A[z_]:=(Sqrt[(2/a)*Sqrt[2]*(2*b^2-Λ^2)(Sqrt[2]*b+Λ)]*Cosh[Sqrt[2*b^2-Λ^2]*z])/(Sqrt[2]*b+Λ*Cosh[2*Sqrt[2*b^2-Λ^2]*z])
B[z_]:=(Sqrt[(2/a)*Sqrt[2]*(2*b^2-Λ^2)(Sqrt[2]*b-Λ)]*Sinh[Sqrt[2*b^2-Λ^2]*z])/(Sqrt[2]*b+Λ*Cosh[2*Sqrt[2*b^2-Λ^2]*z])

ψ1[z_,t_]:=A[z]*Exp[-I*Λ*t]
ψ2[z_,t_]:=I*B[z]*Exp[-I*Λ*t]

F1[z_,t_]:=(ψ1[z,t]+ψ2[z,t])/2;
F2[z_,t_]:=(ψ1[z,t]-ψ2[z,t])/2;

(It is known that A[z] and B[z] are real, a and b are positive reals, and Λ is real.)

I wish to simplify the following expressions in terms of the expressions defined above:

FullSimplify[Im[F1[z,t]*D[Conjugate[F2[z,t]],t]-
F1[z,t]*D[Conjugate[F2[z,t]],z]]]

FullSimplify[D[ψ1[z,t],t]+D[ψ2[z,t],z]+I*Sqrt[2]*b*ψ1[z,t]-I*(a/Sqrt[2])*ψ1[z,t]*(Abs[ψ1[z,t]^2-Abs[ψ2[z,t]^2]])]

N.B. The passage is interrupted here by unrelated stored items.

// Copyright 2025 - present Mallard Project Developers
//
// Licensed under the Apache License, Version 2.0 (the "License");
// you may not use this file except in compliance with the License.
// You may obtain a copy of the License at
//
//     http://www.apache.org/licenses/LICENSE-2.0
//
// Unless required by applicable law or agreed to in writing, software
// distributed under the License is distributed on an "AS IS" BASIS,
// WITHOUT WARRANTIES OR CONDITIONS OF ANY KIND, either express or implied.
// See the License for the specific language governing permissions and
// limitations under the License.

//! Events and errors produced while serving a query, and their mapping onto
//! backend wire messages and command tags.

use std::fmt::{self, Display, Formatter};
use wire_protocol::{BackendMessage, ColumnDescription};

/// Result of serving a single step of a query
pub type QueryResult = std::result::Result<QueryEvent, QueryError>;

/// Represents successful events that can happen in server backend
#[derive(Clone, Debug, PartialEq)]
pub enum QueryEvent {
    /// Row description information
    RowDescription(Vec<ColumnDescription>),
    /// Row data
    DataRow(Vec<Option<String>>),
    /// Records selected from the database, with the row count when known
    RecordsSelected(Option<usize>),
    /// Number of records inserted into a table. The engine reports the count
    /// in its changes result; `None` means it reported nothing.
    RecordsInserted(Option<usize>),
    /// Number of records updated in a table
    RecordsUpdated(Option<usize>),
    /// Number of records deleted from a table
    RecordsDeleted(Option<usize>),
    /// A query plan was described
    Explained,
    /// A statement without a dedicated completion tag finished
    StatementCompleted,
    /// An empty query string was recognized
    EmptyQuery,
    /// Processing of the query is complete
    QueryComplete,
}

impl From<QueryEvent> for BackendMessage {
    fn from(event: QueryEvent) -> BackendMessage {
        fn tag_with_count(tag: &str, records: Option<usize>) -> BackendMessage {
            match records {
                Some(records) => BackendMessage::CommandComplete(format!("{} {}", tag, records)),
                None => BackendMessage::CommandComplete(format!("{} ", tag)),
            }
        }

        match event {
            QueryEvent::RowDescription(description) => BackendMessage::RowDescription(description),
            QueryEvent::DataRow(row) => BackendMessage::DataRow(row),
            QueryEvent::RecordsSelected(Some(records)) => {
                BackendMessage::CommandComplete(format!("SELECT {}", records))
            }
            QueryEvent::RecordsSelected(None) => BackendMessage::CommandComplete("SELECT".to_owned()),
            QueryEvent::RecordsInserted(records) => tag_with_count("INSERT 0", records),
            QueryEvent::RecordsUpdated(records) => tag_with_count("UPDATE", records),
            QueryEvent::RecordsDeleted(records) => tag_with_count("DELETE", records),
            QueryEvent::Explained => BackendMessage::CommandComplete("EXPLAIN".to_owned()),
            QueryEvent::StatementCompleted => BackendMessage::CommandComplete("COMMAND COMPLETE".to_owned()),
            QueryEvent::EmptyQuery => BackendMessage::EmptyQueryResponse,
            QueryEvent::QueryComplete => BackendMessage::ReadyForQuery,
        }
    }
}

/// Message severities
/// Reference: defined in https://www.postgresql.org/docs/12/protocol-error-fields.html
#[derive(Debug, Clone, Copy, Eq, PartialEq)]
enum Severity {
    Error,
    Fatal,
}

impl From<Severity> for &'static str {
    fn from(severity: Severity) -> &'static str {
        match severity {
            Severity::Error => "ERROR",
            Severity::Fatal => "FATAL",
        }
    }
}

#[derive(Debug, PartialEq, Clone)]
enum QueryErrorKind {
    EngineFailure(String),
    DatabaseUnavailable(String),
    ProtocolViolation(String),
    QueryCancelled,
}

impl QueryErrorKind {
    fn code(&self) -> &'static str {
        match self {
            QueryErrorKind::EngineFailure(_) => "42000",
            QueryErrorKind::DatabaseUnavailable(_) => "3D000",
            QueryErrorKind::ProtocolViolation(_) => "08P01",
            QueryErrorKind::QueryCancelled => "57014",
        }
    }
}

impl Display for QueryErrorKind {
    fn fmt(&self, f: &mut Formatter<'_>) -> fmt::Result {
        match self {
            QueryErrorKind::EngineFailure(message) => write!(f, "{}", message),
            QueryErrorKind::DatabaseUnavailable(message) => write!(f, "{}", message),
            QueryErrorKind::ProtocolViolation(message) => write!(f, "{}", message),
            QueryErrorKind::QueryCancelled => write!(f, "canceling statement due to user request"),
        }
    }
}

/// Represents error during query execution
#[derive(Debug, PartialEq, Clone)]
pub struct QueryError {
    severity: Severity,
    kind: QueryErrorKind,
}

impl QueryError {
    fn code(&self) -> &'static str {
        self.kind.code()
    }

    fn severity(&self) -> &'static str {
        self.severity.into()
    }

    fn message(&self) -> String {
        format!("{}", self.kind)
    }

    /// the engine rejected or failed to execute a statement
    pub fn engine_failure<S: ToString>(message: S) -> QueryError {
        QueryError {
            severity: Severity::Error,
            kind: QueryErrorKind::EngineFailure(message.to_string()),
        }
    }

    /// the session database could not be attached
    pub fn database_unavailable<S: ToString>(message: S) -> QueryError {
        QueryError {
            severity: Severity::Fatal,
            kind: QueryErrorKind::DatabaseUnavailable(message.to_string()),
        }
    }

    /// protocol violation error constructor
    pub fn protocol_violation<S: ToString>(message: S) -> QueryError {
        QueryError {
            severity: Severity::Error,
            kind: QueryErrorKind::ProtocolViolation(message.to_string()),
        }
    }

    /// a running statement was aborted on client request
    pub fn query_cancelled() -> QueryError {
        QueryError {
            severity: Severity::Error,
            kind: QueryErrorKind::QueryCancelled,
        }
    }
}

impl From<QueryError> for BackendMessage {
    fn from(error: QueryError) -> BackendMessage {
        BackendMessage::ErrorResponse(error.severity(), error.code(), error.message())
    }
}


#[cfg(test)]
mod error_responses {
    use super::*;

    #[test]
    fn engine_failure() {
        let message: BackendMessage = QueryError::engine_failure("table does not exist").into();
        assert_eq!(
            message,
            BackendMessage::ErrorResponse("ERROR", "42000", "table does not exist".to_owned())
        );
    }

    #[test]
    fn database_unavailable() {
        let message: BackendMessage = QueryError::database_unavailable("cannot attach").into();
        assert_eq!(
            message,
            BackendMessage::ErrorResponse("FATAL", "3D000", "cannot attach".to_owned())
        );
    }

    #[test]
    fn protocol_violation() {
        let message: BackendMessage = QueryError::protocol_violation("unexpected message").into();
        assert_eq!(
            message,
            BackendMessage::ErrorResponse("ERROR", "08P01", "unexpected message".to_owned())
        );
    }

    #[test]
    fn query_cancelled() {
        let message: BackendMessage = QueryError::query_cancelled().into();
        assert_eq!(
            message,
            BackendMessage::ErrorResponse(
                "ERROR",
                "57014",
                "canceling statement due to user request".to_owned()
            )
        );
    }
}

(The second expression should probably simplify to zero.)

Unfortunately Mathematica takes forever to do this.

Is there a way to make this work? Also, are there any general tips with regard to manipulating complicated expressions in Mathematica?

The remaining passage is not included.